Dataset entries
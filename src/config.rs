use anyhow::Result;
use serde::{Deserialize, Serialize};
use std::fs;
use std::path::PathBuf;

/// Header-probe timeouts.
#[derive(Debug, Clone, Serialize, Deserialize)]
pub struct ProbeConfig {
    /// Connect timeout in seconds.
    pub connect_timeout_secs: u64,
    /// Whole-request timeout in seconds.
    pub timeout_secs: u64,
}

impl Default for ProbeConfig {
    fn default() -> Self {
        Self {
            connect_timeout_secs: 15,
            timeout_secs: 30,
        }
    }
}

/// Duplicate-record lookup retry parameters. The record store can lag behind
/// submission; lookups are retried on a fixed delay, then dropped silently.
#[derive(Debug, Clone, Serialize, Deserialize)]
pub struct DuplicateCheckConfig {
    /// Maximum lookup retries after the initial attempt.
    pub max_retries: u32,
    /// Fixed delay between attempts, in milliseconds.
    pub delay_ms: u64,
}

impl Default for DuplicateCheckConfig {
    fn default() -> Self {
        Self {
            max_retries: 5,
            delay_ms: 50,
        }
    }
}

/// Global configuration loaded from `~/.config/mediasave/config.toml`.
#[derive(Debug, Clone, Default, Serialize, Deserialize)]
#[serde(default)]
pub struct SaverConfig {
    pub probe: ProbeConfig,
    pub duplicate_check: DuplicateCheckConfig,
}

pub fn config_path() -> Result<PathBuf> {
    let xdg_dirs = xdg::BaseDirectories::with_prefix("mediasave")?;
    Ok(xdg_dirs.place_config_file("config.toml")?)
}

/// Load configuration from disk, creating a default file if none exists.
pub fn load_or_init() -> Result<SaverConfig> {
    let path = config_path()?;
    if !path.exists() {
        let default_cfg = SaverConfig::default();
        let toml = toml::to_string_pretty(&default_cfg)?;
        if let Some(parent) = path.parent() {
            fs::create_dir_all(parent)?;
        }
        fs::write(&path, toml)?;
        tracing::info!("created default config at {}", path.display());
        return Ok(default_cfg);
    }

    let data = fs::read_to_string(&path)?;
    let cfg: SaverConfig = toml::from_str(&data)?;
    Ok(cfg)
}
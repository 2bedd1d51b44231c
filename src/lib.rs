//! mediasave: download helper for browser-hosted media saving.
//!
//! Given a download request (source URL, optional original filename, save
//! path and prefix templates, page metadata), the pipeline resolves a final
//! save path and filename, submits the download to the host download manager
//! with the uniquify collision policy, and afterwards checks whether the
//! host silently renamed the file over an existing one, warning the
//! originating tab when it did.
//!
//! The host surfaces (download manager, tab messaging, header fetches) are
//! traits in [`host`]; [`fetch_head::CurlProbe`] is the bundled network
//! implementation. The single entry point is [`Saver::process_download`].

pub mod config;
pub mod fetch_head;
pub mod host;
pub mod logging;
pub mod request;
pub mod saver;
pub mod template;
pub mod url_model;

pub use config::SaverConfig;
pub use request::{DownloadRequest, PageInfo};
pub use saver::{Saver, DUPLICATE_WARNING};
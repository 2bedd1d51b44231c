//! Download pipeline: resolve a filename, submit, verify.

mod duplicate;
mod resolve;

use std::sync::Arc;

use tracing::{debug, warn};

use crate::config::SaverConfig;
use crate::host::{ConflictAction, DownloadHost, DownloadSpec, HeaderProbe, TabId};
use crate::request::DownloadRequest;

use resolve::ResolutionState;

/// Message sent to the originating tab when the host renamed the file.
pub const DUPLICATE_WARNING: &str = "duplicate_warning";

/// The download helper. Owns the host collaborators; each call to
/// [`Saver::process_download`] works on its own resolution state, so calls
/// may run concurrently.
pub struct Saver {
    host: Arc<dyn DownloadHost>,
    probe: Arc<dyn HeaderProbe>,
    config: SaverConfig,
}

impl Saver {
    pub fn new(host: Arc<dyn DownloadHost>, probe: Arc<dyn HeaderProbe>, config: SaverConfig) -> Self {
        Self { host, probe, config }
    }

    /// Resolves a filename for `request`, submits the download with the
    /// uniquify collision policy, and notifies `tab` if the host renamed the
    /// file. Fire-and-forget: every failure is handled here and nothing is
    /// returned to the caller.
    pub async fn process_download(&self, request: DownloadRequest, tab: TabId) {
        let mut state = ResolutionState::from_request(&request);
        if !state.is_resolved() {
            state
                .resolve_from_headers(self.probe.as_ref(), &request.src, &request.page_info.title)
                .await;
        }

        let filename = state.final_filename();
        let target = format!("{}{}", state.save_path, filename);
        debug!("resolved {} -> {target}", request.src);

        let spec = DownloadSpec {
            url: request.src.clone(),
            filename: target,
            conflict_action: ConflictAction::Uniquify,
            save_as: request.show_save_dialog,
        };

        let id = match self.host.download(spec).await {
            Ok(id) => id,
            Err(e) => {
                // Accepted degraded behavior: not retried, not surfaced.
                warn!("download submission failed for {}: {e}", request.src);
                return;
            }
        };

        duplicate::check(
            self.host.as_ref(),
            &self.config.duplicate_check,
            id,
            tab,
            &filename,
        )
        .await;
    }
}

- _WHAT THE TASK ASKS_:
Check each line above for the word "target", then give only the number of lines that have it.

- _TASK OUTPUT_:
3